Cristina y el abrazo del oso

Por: Ricardo Kirschbaum

El Gobierno está dispuesto a hacer algunas concesiones a los delegados del subte. Podría anunciarles que el descuento sindical que va para la UTA les sería reintegrado. Alguien, seguramente la empresa, pondrá la diferencia para que el gremio del transporte no sienta la merma.

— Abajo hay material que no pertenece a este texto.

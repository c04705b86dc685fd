// Copyright (c) 2025 Steve Wagner (ciroque@live.com)
// SPDX-License-Identifier: MIT

mod loader;
pub mod consts;

pub use loader::{load_and_validate_config, load_config, Config, ProcessingOptions};
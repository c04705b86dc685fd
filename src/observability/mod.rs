// Copyright (c) 2025 Steve Wagner (ciroque@live.com)
// SPDX-License-Identifier: MIT

//! Observability module for structured logging and tracing.
//!
//! Diagnostic and operational events are described by message structs under
//! [`messages`]. Each one implements `Display` for the human-readable line and
//! [`messages::StructuredLog`] to emit itself with structured fields at its
//! own level, so call sites never carry format strings.
//!
//! Progress notifications meant for the user (`Attempt 1 of 3`, the final
//! status line) are not logs; they go through
//! [`ProgressSink`](crate::traits::ProgressSink).
//!
//! # Usage
//!
//! ```rust
//! use record_processor::observability::messages::processor::ProcessingCompleted;
//! use record_processor::observability::messages::StructuredLog;
//! use std::time::Duration;
//!
//! let msg = ProcessingCompleted {
//!     label: "example",
//!     attempts: 3,
//!     duration: Duration::from_millis(90),
//! };
//!
//! msg.log();
//! ```

pub mod messages;

use tracing_subscriber::EnvFilter;

/// Default filter used when `RUST_LOG` is not set
pub const DEFAULT_LOG_FILTER: &str = "info";

/// Install the global `tracing` subscriber.
///
/// Logs go to stderr so they never interleave with the line-oriented progress
/// output on stdout. Calling this more than once is harmless; only the first
/// call installs a subscriber.
pub fn init_logging() {
    let filter = EnvFilter::try_from_default_env()
        .unwrap_or_else(|_| EnvFilter::new(DEFAULT_LOG_FILTER));

    let _ = tracing_subscriber::fmt()
        .with_env_filter(filter)
        .with_writer(std::io::stderr)
        .with_target(false)
        .try_init();
}

#[cfg(test)]
mod tests {
    use super::*;

    #[test]
    fn init_logging_is_idempotent() {
        init_logging();
        init_logging();
        tracing::info!("logging initialized twice without panicking");
    }
}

Este anuncio, además del diálogo en sí mismo, es una de las fórmulas que el oficialismo explora para desactivar la protesta en el subte, algo que Kirchner ha reclamado con vehemencia. Pero no habrá reconocimiento de un sindicato como pretenden estos dirigentes de la izquierda dura y del peronismo combativo. Si se aceptara el planteo sindical, habría otros similares de la militancia dura pidiendo nuevos sindicatos.Es un límite que el Gobierno no puede atravesar sin que ocurriera una grave crisis con el sindicalismo peronista ortodoxo.

Cristina ha olfateado que la marcha de la CGT y los piqueteros K escondía una trampa. Los sindicalistas, como lo han dicho con claridad, temen que la "zurda loca" les dispute sus gremios y que el Gobierno finalmente termine haciendo concesiones a quienes han sido sus enemigos.Suspendiendo el acto, Cristina y Néstor evitaron el abrazo del oso, tan repetido en su época por Juan Domingo Perón, pero no han resuelto el problema que les ha causado muchos trastornos. Hasta los adversarios de Moyano salieron con el mismo libreto que había usado el segundo del camionero. Lescano, un histórico de Luz y Fuerza, también criticó el avance de la izquierda en los gremios. ¿Pueden los Kirchner sostener a sus aliados de la CGT sin perder, definitivamente, a la CTA que ha respaldado al Gobierno pero que no ha obtenido nunca el reconocimiento legal? No pueden: Moyano es su aliado principal.